(Stored items)
§ §
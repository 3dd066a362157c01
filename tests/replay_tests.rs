// Replay engine tests
//
// The fixture walks one snake straight at a food item. The last tick records a move
// the planner would not make, so it must show up as a mismatch.

use snake3d_bot::config::Config;
use snake3d_bot::fallback::PlanOutcome;
use snake3d_bot::replay::ReplayEngine;
use snake3d_bot::types::{Cell, Direction};
use std::path::PathBuf;

/// Helper function to get the path to test fixtures
fn fixture_path(filename: &str) -> PathBuf {
    PathBuf::from(env!("CARGO_MANIFEST_DIR"))
        .join("tests")
        .join("fixtures")
        .join(filename)
}

#[test]
fn test_load_log_file() {
    let engine = ReplayEngine::new(Config::default_hardcoded(), false);

    let entries = engine
        .load_log_file(fixture_path("straight_line.jsonl"))
        .expect("Failed to load straight_line.jsonl");

    assert_eq!(entries.len(), 3);
    assert_eq!(entries[0].turn, 1);
    assert_eq!(entries[0].state.map_size, [10, 10, 10]);
    assert_eq!(entries[0].state.snakes[0].head(), Some(Cell::new(0, 0, 0)));
    assert_eq!(entries[0].moves[0].direction, Direction::PosX);
    assert_eq!(entries[1].moves[0].outcome, PlanOutcome::Reused);
    assert_eq!(entries[2].state.enemies.len(), 1);
}

#[test]
fn test_missing_log_file_is_an_error() {
    let engine = ReplayEngine::new(Config::default_hardcoded(), false);
    let result = engine.load_log_file(fixture_path("no_such_file.jsonl"));
    assert!(result.is_err());
}

#[test]
fn test_replay_detects_divergence() {
    let engine = ReplayEngine::new(Config::default_hardcoded(), false);
    let entries = engine
        .load_log_file(fixture_path("straight_line.jsonl"))
        .expect("Failed to load straight_line.jsonl");

    let results = engine.replay_entries(&entries, None).expect("replay failed");

    assert_eq!(results.len(), 3);
    assert!(results[0].matches);
    assert!(results[1].matches);
    assert!(!results[2].matches);

    assert_eq!(results[0].replayed[0].outcome, PlanOutcome::Targeted);
    assert_eq!(results[1].replayed[0].outcome, PlanOutcome::Reused);
    assert_eq!(results[2].replayed[0].direction, Direction::PosX);

    let stats = ReplayEngine::compute_stats(&results);
    assert_eq!(stats.total_turns, 3);
    assert_eq!(stats.matches, 2);
    assert_eq!(stats.mismatches, 1);
    assert!((stats.match_rate - 2.0 / 3.0).abs() < 1e-9);
}

#[test]
fn test_turn_filter_still_replays_earlier_ticks() {
    let engine = ReplayEngine::new(Config::default_hardcoded(), false);
    let entries = engine
        .load_log_file(fixture_path("straight_line.jsonl"))
        .expect("Failed to load straight_line.jsonl");

    let results = engine
        .replay_entries(&entries, Some(&[3]))
        .expect("replay failed");

    assert_eq!(results.len(), 1);
    assert_eq!(results[0].turn, 3);
    // Path memory from turns 1 and 2 carried over
    assert_eq!(results[0].replayed[0].outcome, PlanOutcome::Reused);
}

#[test]
fn test_stats_of_empty_replay() {
    let stats = ReplayEngine::compute_stats(&[]);
    assert_eq!(stats.total_turns, 0);
    assert_eq!(stats.match_rate, 0.0);
}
§ §
**Task description:** All of the entries must be quoted exactly; please include each one.

**Response area:**
repository 3dd066a362157c01
filename tests/replay_tests.rs
// Replay engine tests
//
// The fixture walks one snake straight at a food item. The last tick records a move
// the planner would not make, so it must show up as a mismatch.

use snake3d_bot::config::Config;
use snake3d_bot::fallback::PlanOutcome;
use snake3d_bot::replay::ReplayEngine;
use snake3d_bot::types::{Cell, Direction};
use std::path::PathBuf;

/// Helper function to get the path to test fixtures
fn fixture_path(filename: &str) -> PathBuf {
    PathBuf::from(env!("CARGO_MANIFEST_DIR"))
        .join("tests")
        .join("fixtures")
        .join(filename)
}

#[test]
fn test_load_log_file() {
    let engine = ReplayEngine::new(Config::default_hardcoded(), false);

    let entries = engine
        .load_log_file(fixture_path("straight_line.jsonl"))
        .expect("Failed to load straight_line.jsonl");

    assert_eq!(entries.len(), 3);
    assert_eq!(entries[0].turn, 1);
    assert_eq!(entries[0].state.map_size, [10, 10, 10]);
    assert_eq!(entries[0].state.snakes[0].head(), Some(Cell::new(0, 0, 0)));
    assert_eq!(entries[0].moves[0].direction, Direction::PosX);
    assert_eq!(entries[1].moves[0].outcome, PlanOutcome::Reused);
    assert_eq!(entries[2].state.enemies.len(), 1);
}

#[test]
fn test_missing_log_file_is_an_error() {
    let engine = ReplayEngine::new(Config::default_hardcoded(), false);
    let result = engine.load_log_file(fixture_path("no_such_file.jsonl"));
    assert!(result.is_err());
}

#[test]
fn test_replay_detects_divergence() {
    let engine = ReplayEngine::new(Config::default_hardcoded(), false);
    let entries = engine
        .load_log_file(fixture_path("straight_line.jsonl"))
        .expect("Failed to load straight_line.jsonl");

    let results = engine.replay_entries(&entries, None).expect("replay failed");

    assert_eq!(results.len(), 3);
    assert!(results[0].matches);
    assert!(results[1].matches);
    assert!(!results[2].matches);

    assert_eq!(results[0].replayed[0].outcome, PlanOutcome::Targeted);
    assert_eq!(results[1].replayed[0].outcome, PlanOutcome::Reused);
    assert_eq!(results[2].replayed[0].direction, Direction::PosX);

    let stats = ReplayEngine::compute_stats(&results);
    assert_eq!(stats.total_turns, 3);
    assert_eq!(stats.matches, 2);
    assert_eq!(stats.mismatches, 1);
    assert!((stats.match_rate - 2.0 / 3.0).abs() < 1e-9);
}

#[test]
fn test_turn_filter_still_replays_earlier_ticks() {
    let engine = ReplayEngine::new(Config::default_hardcoded(), false);
    let entries = engine
        .load_log_file(fixture_path("straight_line.jsonl"))
        .expect("Failed to load straight_line.jsonl");

    let results = engine
        .replay_entries(&entries, Some(&[3]))
        .expect("replay failed");

    assert_eq!(results.len(), 1);
    assert_eq!(results[0].turn, 3);
    // Path memory from turns 1 and 2 carried over
    assert_eq!(results[0].replayed[0].outcome, PlanOutcome::Reused);
}

#[test]
fn test_stats_of_empty_replay() {
    let stats = ReplayEngine::compute_stats(&[]);
    assert_eq!(stats.total_turns, 0);
    assert_eq!(stats.match_rate, 0.0);
}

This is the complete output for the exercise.